**Data records:**
=== Begin Enclosure ===

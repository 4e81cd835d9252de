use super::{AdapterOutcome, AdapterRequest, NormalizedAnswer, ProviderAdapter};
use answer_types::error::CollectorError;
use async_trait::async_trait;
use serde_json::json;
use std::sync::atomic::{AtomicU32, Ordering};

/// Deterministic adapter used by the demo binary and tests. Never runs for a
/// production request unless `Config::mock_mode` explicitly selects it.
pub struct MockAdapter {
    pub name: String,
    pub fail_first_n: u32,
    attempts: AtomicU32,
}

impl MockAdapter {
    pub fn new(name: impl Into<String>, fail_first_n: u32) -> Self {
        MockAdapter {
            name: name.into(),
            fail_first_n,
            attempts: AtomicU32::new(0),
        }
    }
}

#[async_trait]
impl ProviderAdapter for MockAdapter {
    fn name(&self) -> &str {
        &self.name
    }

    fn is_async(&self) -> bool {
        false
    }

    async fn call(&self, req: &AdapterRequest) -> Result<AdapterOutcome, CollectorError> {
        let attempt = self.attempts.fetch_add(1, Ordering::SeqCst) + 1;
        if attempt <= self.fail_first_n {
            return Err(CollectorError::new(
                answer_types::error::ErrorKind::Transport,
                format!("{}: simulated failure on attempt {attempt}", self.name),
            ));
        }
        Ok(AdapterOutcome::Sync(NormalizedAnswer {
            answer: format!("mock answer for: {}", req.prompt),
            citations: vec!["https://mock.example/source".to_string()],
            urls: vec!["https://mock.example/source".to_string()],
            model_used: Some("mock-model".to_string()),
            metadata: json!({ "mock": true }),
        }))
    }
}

=== End Enclosure ===

**Required action:**
Read the entries above, then pull out the lines that include "example".

**Solution:**
            citations: vec!["https://mock.example/source".to_string()],
            urls: vec!["https://mock.example/source".to_string()],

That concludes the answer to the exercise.